[Stored data entries]
◆ ◆ ◆ ◆

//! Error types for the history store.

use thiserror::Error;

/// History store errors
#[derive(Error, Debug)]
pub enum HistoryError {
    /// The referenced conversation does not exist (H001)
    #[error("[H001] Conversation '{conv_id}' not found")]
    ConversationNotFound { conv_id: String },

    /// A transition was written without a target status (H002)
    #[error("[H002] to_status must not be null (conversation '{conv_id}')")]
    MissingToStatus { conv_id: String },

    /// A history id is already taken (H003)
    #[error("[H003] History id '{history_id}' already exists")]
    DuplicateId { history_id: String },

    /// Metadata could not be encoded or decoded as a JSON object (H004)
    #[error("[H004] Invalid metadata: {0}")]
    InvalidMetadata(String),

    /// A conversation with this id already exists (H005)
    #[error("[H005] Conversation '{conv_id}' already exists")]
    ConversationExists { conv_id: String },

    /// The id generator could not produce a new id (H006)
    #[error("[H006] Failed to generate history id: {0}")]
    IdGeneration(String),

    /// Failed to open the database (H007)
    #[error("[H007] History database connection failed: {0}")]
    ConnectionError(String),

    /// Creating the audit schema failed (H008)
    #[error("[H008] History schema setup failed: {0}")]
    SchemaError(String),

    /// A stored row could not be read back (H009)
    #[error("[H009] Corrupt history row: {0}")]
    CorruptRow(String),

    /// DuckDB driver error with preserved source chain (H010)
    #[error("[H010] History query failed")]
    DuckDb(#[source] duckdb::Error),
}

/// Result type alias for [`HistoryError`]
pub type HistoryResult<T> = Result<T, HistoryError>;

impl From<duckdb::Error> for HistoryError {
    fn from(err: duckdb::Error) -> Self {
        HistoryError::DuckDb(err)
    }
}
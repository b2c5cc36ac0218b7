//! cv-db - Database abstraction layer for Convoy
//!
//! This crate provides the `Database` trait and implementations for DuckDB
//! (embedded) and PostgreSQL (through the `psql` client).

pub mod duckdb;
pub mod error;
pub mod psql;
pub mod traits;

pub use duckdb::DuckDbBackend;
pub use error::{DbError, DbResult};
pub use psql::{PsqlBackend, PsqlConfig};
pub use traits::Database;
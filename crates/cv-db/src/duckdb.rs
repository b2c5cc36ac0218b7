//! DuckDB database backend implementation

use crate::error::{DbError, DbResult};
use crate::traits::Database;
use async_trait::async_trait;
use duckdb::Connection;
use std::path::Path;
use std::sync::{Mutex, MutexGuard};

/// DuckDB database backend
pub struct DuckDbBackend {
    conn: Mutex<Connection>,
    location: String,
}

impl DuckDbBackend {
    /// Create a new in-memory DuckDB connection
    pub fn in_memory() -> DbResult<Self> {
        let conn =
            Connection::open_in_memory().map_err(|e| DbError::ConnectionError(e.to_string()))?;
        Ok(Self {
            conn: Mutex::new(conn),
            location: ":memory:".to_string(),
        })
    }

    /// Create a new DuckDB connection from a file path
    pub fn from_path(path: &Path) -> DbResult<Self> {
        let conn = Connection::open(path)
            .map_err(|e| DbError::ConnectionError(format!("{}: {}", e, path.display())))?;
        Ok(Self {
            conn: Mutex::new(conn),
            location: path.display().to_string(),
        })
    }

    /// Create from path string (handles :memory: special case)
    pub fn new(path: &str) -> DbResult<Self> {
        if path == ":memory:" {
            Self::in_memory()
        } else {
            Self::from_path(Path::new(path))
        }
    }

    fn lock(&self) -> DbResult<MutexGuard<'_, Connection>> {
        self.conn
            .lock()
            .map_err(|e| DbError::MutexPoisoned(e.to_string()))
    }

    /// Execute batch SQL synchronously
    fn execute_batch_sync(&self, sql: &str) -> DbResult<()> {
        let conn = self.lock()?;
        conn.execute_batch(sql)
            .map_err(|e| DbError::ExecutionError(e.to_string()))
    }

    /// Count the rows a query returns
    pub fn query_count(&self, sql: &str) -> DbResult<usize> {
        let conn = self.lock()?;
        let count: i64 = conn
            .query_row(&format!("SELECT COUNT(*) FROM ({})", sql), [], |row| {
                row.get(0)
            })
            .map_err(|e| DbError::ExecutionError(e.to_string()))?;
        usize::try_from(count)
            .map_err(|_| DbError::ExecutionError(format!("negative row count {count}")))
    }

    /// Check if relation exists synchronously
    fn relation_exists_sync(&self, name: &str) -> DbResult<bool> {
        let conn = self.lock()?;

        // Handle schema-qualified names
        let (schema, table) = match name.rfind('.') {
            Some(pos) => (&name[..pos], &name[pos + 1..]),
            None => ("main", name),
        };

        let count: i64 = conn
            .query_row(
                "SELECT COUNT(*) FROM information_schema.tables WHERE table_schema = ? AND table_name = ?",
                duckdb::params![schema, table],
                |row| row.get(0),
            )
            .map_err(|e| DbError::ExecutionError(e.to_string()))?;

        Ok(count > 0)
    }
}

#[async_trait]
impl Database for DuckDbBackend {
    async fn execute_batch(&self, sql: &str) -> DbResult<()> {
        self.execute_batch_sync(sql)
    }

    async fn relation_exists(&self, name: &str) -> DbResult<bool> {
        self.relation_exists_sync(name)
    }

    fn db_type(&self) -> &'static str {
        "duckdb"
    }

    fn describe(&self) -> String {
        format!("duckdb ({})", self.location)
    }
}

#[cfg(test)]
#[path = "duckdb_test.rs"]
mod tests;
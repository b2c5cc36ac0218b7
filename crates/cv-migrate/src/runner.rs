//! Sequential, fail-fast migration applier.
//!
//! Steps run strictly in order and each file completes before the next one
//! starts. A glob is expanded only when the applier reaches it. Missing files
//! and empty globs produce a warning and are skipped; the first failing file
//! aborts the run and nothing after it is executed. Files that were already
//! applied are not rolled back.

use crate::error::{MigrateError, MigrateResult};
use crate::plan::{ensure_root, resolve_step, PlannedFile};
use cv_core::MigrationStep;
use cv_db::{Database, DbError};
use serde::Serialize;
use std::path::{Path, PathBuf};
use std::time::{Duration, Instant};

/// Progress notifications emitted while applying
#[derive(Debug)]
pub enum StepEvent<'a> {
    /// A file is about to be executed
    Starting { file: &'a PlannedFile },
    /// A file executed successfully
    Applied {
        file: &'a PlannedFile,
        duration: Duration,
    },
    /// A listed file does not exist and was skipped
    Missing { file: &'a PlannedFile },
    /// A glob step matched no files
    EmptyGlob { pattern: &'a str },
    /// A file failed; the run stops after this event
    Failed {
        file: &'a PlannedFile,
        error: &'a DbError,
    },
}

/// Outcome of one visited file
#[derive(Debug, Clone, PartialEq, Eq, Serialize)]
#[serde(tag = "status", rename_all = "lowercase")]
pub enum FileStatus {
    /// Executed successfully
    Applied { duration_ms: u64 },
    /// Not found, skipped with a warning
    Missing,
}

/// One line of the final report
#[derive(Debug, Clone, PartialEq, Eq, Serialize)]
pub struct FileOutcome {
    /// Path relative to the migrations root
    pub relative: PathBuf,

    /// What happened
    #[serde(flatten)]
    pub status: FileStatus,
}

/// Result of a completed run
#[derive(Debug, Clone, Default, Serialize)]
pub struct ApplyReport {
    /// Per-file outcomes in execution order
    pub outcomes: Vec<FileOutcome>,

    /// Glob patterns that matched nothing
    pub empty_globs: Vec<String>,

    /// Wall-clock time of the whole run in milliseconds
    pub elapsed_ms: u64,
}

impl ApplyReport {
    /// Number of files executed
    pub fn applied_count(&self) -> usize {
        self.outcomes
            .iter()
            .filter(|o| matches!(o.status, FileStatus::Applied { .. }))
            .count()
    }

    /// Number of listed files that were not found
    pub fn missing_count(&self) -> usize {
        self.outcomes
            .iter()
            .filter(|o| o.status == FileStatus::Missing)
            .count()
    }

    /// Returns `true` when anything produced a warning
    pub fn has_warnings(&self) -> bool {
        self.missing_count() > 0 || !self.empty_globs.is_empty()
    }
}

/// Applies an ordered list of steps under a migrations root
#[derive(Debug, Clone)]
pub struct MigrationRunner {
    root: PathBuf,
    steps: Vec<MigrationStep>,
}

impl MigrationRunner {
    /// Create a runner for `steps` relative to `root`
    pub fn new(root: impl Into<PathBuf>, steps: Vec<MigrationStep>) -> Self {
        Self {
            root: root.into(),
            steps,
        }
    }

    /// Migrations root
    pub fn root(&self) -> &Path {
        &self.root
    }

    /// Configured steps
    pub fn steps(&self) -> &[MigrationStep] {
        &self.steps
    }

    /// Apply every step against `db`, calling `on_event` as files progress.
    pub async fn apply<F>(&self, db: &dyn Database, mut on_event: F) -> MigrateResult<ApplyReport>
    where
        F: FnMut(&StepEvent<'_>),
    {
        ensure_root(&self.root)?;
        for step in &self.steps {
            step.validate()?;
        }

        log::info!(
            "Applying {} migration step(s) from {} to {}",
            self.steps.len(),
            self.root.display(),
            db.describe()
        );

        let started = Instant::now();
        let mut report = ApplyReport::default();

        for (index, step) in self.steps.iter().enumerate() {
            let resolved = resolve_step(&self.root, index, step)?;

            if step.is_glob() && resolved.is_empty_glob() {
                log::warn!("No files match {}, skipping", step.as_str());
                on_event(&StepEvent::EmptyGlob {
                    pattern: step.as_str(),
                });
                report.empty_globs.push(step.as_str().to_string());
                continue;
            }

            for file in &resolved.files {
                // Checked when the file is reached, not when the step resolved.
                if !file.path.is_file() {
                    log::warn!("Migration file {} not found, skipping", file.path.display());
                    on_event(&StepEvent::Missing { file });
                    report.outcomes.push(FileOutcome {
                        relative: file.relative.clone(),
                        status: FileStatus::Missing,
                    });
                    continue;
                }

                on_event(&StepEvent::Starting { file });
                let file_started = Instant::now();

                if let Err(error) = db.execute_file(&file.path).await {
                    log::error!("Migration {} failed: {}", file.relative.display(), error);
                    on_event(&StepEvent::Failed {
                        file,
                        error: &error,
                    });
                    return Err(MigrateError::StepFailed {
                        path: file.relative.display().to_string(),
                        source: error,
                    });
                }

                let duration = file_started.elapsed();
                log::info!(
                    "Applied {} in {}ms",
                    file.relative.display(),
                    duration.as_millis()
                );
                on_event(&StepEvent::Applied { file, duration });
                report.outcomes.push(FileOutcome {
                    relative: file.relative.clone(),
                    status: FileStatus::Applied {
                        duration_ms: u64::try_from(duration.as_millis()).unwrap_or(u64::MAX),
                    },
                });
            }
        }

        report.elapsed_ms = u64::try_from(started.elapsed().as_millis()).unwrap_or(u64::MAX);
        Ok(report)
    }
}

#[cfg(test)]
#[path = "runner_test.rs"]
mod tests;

◆ ◆ ◆ ◆

What this task involves = Up to and including the line with "JSON object (H004)", output each line of the entries above exactly, starting from the first.

Answer to this task =
//! Error types for the history store.

use thiserror::Error;

/// History store errors
#[derive(Error, Debug)]
pub enum HistoryError {
    /// The referenced conversation does not exist (H001)
    #[error("[H001] Conversation '{conv_id}' not found")]
    ConversationNotFound { conv_id: String },

    /// A transition was written without a target status (H002)
    #[error("[H002] to_status must not be null (conversation '{conv_id}')")]
    MissingToStatus { conv_id: String },

    /// A history id is already taken (H003)
    #[error("[H003] History id '{history_id}' already exists")]
    DuplicateId { history_id: String },

    /// Metadata could not be encoded or decoded as a JSON object (H004)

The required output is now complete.